**Task details:** Only the number is wanted: tally the lines below that contain the word "MemoryConnector".

START Data for analysis

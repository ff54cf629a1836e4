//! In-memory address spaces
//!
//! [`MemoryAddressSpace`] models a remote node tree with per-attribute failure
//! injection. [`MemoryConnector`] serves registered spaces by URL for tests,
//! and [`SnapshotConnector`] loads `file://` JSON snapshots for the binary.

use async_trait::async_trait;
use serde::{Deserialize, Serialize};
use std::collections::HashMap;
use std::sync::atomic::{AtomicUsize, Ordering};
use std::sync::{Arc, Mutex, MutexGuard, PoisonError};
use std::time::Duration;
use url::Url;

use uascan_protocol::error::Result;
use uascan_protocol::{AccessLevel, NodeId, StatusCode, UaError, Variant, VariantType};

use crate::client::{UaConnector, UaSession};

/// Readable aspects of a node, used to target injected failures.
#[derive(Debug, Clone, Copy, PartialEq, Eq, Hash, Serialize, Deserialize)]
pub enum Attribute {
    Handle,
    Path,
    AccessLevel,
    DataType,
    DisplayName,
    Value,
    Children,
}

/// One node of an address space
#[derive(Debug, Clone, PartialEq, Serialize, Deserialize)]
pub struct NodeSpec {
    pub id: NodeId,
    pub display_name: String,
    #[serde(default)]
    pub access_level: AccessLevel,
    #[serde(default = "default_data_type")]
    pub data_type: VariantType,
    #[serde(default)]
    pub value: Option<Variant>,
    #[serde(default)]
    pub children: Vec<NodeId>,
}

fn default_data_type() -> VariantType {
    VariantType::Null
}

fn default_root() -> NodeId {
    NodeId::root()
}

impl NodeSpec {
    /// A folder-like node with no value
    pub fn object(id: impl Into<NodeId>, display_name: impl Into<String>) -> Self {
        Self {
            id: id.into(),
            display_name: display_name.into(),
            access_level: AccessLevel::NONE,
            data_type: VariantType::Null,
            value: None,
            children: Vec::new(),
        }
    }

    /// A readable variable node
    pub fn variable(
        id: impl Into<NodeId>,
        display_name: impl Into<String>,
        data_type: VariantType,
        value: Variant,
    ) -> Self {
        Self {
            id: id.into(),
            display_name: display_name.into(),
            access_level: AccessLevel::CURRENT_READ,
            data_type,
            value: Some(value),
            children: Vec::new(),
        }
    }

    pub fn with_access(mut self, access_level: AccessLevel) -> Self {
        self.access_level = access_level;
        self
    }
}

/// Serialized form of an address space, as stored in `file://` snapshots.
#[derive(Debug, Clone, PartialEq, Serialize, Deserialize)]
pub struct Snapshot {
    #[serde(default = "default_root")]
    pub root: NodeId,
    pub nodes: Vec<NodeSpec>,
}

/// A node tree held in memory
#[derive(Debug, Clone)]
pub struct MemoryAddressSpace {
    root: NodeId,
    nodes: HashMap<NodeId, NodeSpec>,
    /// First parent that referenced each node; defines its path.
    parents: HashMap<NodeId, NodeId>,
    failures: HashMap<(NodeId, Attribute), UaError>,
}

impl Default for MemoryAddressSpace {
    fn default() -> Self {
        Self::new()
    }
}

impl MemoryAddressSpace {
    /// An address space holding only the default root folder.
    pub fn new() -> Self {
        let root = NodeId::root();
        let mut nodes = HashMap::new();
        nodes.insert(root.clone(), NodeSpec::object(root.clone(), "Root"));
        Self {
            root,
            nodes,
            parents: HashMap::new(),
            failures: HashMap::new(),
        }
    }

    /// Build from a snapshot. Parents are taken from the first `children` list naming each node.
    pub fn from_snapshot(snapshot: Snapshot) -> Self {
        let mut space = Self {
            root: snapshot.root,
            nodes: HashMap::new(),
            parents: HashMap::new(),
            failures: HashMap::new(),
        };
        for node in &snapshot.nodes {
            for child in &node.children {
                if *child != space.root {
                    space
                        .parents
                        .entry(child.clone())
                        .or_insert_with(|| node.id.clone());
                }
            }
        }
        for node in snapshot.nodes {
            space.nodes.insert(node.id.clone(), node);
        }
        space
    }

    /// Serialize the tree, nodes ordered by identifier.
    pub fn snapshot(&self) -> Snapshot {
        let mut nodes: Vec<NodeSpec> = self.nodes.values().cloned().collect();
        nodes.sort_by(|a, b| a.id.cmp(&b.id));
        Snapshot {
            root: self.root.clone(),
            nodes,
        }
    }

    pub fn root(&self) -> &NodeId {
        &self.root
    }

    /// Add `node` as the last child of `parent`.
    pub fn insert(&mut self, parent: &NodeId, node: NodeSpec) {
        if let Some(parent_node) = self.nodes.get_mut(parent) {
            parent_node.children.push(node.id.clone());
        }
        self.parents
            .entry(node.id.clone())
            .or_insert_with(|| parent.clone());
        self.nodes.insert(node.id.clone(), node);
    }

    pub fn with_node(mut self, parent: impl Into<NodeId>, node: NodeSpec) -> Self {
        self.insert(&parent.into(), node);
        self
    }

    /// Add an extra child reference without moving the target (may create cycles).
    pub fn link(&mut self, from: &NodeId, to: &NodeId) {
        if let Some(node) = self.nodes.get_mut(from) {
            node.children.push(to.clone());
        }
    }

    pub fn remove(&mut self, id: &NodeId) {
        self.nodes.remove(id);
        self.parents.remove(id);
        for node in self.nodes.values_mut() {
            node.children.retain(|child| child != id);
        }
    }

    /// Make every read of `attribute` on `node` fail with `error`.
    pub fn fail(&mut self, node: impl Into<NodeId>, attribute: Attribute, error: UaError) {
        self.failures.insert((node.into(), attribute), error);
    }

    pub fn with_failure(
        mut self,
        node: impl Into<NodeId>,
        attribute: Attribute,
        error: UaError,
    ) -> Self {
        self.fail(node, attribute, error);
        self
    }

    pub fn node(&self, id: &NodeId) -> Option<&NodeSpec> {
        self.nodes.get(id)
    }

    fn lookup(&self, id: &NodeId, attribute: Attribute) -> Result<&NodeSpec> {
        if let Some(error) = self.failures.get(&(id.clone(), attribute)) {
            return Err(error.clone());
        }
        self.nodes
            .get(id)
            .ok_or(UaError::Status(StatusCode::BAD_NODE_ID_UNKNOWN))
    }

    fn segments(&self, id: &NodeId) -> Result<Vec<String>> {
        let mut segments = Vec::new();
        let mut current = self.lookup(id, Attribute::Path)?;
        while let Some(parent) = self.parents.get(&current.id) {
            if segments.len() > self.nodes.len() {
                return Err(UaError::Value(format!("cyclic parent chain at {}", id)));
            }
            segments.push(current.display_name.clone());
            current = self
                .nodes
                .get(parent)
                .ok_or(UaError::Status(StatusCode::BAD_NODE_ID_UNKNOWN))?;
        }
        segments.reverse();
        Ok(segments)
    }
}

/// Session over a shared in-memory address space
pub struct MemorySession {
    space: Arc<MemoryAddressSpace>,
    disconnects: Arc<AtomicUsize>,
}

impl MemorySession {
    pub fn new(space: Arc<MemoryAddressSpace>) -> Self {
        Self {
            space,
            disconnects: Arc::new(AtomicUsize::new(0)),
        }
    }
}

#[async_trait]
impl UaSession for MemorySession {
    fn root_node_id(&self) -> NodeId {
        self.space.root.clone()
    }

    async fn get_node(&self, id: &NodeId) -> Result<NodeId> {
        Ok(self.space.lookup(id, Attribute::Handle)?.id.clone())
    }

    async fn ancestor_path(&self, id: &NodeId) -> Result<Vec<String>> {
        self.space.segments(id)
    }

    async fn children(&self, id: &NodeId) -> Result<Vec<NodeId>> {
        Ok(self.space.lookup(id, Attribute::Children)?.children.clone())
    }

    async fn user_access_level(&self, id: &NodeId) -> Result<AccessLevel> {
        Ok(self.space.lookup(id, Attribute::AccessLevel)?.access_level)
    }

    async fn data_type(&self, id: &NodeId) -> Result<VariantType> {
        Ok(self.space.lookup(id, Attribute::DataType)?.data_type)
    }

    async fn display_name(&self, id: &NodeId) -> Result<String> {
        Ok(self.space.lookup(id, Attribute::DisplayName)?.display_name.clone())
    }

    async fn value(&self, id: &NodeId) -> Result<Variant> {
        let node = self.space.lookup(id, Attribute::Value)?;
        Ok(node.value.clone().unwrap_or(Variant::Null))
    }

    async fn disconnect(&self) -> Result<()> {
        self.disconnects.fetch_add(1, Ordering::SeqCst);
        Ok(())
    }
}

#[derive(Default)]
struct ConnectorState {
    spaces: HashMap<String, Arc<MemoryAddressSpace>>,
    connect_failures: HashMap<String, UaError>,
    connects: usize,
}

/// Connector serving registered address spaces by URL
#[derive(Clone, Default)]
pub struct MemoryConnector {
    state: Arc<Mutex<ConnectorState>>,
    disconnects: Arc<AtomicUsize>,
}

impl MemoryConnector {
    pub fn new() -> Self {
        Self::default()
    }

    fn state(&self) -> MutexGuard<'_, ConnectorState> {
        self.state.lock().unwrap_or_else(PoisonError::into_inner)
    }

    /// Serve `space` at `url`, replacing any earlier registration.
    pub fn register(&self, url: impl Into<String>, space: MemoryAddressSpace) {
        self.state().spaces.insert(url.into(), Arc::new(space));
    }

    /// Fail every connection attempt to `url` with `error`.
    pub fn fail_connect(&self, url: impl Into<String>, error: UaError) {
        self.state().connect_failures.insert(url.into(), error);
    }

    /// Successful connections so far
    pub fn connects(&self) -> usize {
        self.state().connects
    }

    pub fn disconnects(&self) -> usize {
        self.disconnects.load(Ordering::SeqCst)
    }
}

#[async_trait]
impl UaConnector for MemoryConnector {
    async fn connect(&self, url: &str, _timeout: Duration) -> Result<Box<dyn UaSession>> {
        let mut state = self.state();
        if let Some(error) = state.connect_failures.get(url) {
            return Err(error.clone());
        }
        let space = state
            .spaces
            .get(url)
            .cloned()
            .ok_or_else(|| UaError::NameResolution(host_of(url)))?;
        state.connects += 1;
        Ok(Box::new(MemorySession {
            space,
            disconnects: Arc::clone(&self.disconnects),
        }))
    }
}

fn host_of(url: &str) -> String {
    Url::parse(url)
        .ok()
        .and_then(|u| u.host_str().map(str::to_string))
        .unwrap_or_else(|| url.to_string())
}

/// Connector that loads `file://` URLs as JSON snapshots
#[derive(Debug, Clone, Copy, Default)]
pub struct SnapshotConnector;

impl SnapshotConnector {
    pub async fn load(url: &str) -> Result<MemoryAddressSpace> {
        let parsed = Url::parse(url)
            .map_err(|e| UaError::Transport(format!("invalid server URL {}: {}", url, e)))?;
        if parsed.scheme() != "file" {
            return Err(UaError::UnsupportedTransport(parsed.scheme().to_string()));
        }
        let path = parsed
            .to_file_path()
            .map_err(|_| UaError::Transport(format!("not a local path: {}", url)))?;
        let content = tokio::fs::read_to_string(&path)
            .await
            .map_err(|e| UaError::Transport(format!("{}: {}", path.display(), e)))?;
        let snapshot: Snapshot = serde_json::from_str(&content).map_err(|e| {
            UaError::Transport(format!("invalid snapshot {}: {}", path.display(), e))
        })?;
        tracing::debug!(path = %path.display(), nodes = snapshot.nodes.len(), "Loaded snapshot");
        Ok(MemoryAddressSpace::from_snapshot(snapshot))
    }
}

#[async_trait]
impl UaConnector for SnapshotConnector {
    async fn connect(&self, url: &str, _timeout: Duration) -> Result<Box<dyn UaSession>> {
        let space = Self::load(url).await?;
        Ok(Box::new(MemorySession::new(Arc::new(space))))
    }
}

END Data for analysis

**Response to this exercise:** 4